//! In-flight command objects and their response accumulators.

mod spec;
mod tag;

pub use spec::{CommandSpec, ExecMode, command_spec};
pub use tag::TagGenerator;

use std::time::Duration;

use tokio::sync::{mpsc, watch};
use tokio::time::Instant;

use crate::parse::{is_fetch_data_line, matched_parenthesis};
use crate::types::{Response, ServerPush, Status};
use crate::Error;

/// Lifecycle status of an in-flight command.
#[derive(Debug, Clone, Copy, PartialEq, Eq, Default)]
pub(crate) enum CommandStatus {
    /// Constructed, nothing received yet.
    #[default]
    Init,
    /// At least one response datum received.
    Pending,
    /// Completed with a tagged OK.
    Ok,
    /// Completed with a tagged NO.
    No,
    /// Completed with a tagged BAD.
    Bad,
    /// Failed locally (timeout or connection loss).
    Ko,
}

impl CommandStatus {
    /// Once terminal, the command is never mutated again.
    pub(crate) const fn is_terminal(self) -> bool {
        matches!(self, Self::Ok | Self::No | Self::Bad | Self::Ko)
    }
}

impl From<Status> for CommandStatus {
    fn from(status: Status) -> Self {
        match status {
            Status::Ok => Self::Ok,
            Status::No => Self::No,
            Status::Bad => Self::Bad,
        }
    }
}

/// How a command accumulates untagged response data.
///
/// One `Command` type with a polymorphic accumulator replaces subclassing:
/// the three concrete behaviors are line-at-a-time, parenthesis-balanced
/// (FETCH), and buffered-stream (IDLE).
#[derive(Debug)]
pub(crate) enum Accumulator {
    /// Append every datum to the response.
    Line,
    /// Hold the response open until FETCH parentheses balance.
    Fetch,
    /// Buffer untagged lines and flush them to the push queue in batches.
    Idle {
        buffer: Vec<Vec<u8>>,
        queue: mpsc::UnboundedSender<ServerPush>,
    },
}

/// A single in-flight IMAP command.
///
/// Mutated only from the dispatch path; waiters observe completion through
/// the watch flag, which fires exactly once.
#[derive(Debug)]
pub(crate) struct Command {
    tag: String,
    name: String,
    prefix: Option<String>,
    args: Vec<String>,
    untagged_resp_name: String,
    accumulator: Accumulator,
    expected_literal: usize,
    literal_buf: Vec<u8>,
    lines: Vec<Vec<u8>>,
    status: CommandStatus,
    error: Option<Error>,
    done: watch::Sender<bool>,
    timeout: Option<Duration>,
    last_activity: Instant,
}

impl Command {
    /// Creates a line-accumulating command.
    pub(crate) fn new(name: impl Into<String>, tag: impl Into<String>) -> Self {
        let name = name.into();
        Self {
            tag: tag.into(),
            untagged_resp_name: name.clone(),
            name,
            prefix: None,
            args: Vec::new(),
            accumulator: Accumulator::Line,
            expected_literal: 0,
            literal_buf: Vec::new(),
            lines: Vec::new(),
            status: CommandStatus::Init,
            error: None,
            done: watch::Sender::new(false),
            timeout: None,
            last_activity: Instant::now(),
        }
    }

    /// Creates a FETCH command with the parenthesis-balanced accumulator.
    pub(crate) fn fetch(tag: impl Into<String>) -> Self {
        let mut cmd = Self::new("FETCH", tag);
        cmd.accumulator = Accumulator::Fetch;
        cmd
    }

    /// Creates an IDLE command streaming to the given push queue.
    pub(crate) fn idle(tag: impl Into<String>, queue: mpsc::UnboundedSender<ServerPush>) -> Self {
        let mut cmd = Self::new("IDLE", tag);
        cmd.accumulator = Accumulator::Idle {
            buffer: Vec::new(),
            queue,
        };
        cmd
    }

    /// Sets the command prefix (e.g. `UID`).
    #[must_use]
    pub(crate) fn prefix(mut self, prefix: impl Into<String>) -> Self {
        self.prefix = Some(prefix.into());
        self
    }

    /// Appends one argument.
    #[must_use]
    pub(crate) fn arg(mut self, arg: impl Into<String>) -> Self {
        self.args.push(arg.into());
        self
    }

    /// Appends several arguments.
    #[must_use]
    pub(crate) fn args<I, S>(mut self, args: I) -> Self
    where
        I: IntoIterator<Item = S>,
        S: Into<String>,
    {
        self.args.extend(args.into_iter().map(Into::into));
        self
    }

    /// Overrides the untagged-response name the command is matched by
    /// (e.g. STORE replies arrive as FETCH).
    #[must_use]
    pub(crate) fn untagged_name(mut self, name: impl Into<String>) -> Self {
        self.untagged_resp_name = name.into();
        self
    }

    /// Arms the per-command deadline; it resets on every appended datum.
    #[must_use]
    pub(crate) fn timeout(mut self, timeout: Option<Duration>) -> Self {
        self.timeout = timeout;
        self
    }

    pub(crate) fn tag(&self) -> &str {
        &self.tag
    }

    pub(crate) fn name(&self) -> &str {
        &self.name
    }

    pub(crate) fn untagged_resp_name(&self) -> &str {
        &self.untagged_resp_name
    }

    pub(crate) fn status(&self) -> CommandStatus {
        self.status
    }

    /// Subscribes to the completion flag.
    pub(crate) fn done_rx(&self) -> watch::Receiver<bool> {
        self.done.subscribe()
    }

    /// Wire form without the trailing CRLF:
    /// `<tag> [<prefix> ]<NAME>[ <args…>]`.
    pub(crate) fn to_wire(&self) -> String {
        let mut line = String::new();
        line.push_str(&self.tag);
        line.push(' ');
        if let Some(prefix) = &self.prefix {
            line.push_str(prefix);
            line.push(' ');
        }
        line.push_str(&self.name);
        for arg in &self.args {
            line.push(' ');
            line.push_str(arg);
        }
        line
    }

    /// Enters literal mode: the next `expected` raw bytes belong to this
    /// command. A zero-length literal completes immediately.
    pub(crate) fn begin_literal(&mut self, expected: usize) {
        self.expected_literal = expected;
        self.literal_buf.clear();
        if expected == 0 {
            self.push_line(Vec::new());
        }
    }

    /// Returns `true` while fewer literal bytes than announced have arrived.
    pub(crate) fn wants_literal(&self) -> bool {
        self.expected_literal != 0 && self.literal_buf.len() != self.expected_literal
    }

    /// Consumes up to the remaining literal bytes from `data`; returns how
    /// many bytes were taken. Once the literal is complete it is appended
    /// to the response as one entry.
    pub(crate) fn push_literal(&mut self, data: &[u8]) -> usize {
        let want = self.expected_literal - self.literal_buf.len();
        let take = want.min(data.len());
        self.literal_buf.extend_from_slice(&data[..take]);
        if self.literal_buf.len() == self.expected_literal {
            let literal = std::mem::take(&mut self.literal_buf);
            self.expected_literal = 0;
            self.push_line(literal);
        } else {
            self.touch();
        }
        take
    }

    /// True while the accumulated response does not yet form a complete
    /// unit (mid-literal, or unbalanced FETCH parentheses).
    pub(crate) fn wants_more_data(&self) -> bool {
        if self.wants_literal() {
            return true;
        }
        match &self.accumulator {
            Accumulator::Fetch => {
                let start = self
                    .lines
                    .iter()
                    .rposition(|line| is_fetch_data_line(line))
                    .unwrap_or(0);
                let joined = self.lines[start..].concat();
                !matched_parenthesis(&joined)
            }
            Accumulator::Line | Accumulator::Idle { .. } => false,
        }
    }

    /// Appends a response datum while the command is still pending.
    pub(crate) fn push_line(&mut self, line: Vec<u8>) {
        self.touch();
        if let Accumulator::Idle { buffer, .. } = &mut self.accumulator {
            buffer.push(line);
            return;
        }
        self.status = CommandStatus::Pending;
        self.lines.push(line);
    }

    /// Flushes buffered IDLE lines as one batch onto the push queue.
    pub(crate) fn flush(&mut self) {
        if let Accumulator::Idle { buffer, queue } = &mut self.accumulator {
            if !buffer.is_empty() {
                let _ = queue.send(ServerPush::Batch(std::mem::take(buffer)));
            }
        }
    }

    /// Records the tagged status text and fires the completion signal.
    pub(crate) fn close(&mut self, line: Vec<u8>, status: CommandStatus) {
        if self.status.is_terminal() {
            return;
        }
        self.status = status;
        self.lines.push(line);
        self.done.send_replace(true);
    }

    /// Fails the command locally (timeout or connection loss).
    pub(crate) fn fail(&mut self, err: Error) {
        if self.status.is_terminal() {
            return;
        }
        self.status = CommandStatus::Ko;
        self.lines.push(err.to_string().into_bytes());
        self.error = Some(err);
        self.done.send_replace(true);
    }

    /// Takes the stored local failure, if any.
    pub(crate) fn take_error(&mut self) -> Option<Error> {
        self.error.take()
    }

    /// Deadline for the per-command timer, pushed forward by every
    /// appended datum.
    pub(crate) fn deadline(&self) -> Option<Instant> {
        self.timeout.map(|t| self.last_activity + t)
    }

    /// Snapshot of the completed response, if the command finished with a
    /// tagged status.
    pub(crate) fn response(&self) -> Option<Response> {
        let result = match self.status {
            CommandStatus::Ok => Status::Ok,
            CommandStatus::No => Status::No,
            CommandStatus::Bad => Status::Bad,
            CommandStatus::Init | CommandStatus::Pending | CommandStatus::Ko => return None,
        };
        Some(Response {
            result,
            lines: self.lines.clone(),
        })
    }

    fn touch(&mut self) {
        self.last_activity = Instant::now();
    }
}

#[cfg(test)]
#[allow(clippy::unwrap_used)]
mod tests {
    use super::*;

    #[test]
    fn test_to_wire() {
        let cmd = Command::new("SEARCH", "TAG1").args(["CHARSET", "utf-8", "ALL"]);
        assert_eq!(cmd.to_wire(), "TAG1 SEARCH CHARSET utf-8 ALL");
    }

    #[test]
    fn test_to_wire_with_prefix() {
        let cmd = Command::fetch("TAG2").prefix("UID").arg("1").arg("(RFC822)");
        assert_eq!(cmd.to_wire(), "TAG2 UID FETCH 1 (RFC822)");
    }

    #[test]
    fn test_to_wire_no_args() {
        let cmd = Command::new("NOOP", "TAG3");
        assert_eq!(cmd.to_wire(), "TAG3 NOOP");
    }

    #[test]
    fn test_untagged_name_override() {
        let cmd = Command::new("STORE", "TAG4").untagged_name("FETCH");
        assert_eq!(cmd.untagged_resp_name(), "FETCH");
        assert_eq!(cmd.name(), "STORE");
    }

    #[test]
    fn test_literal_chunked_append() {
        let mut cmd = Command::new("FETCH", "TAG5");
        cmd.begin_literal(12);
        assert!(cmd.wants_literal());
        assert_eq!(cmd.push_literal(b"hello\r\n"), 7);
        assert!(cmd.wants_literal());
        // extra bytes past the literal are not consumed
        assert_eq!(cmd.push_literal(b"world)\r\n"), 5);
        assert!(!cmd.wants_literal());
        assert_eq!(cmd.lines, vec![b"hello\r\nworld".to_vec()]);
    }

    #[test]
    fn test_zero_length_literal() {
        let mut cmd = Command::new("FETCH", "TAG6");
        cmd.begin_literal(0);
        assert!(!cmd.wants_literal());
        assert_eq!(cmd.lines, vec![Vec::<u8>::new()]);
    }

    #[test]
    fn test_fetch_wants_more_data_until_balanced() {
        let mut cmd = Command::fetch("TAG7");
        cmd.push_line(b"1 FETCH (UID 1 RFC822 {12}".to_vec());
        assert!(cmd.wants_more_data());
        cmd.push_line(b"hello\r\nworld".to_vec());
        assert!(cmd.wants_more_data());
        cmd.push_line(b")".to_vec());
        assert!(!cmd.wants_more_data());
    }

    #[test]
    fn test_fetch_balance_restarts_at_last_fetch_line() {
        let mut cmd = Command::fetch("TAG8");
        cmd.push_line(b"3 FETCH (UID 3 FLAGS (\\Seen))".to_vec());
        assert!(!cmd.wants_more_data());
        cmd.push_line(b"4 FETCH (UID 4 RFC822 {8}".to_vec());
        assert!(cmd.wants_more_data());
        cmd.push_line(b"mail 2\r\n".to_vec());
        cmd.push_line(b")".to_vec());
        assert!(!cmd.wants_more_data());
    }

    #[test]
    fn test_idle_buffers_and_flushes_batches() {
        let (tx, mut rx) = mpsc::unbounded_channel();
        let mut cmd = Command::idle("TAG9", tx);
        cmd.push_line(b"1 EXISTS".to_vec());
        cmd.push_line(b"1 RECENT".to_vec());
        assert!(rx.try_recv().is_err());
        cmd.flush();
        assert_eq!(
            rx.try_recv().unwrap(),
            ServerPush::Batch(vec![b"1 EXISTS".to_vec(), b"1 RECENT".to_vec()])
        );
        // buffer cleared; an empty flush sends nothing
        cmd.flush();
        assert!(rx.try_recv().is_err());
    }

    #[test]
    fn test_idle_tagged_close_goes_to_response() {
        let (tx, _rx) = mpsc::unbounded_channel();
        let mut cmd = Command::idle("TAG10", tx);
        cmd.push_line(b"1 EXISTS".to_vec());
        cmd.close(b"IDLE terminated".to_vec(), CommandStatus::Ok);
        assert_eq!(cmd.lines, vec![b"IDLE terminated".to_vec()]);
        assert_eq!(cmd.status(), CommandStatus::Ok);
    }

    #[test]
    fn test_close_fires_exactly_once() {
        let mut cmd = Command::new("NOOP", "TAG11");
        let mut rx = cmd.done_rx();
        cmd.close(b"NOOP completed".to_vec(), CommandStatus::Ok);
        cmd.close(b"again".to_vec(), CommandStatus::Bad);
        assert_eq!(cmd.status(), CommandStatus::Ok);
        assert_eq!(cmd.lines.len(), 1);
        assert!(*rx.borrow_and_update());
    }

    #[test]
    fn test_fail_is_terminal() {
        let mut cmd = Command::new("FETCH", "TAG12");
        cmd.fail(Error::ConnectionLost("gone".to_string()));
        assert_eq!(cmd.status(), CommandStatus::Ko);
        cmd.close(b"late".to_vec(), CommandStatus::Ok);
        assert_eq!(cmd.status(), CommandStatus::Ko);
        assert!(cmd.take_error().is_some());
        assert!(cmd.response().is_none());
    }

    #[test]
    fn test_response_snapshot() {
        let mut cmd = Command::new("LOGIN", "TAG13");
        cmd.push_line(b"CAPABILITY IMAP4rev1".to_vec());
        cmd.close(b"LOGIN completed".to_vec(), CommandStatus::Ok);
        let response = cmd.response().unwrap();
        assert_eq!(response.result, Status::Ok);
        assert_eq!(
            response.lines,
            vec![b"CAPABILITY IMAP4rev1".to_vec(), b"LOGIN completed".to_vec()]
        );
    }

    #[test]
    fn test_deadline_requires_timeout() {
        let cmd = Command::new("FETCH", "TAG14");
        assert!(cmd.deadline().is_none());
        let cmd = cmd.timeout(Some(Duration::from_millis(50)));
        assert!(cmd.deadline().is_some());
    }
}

• Task item: All lines from the start of the entries through the line where "an in-flight command." sits should be duplicated exactly, with nothing else in the output.

• Exercise answer:
//! In-flight command objects and their response accumulators.

mod spec;
mod tag;

pub use spec::{CommandSpec, ExecMode, command_spec};
pub use tag::TagGenerator;

use std::time::Duration;

use tokio::sync::{mpsc, watch};
use tokio::time::Instant;

use crate::parse::{is_fetch_data_line, matched_parenthesis};
use crate::types::{Response, ServerPush, Status};
use crate::Error;

/// Lifecycle status of an in-flight command.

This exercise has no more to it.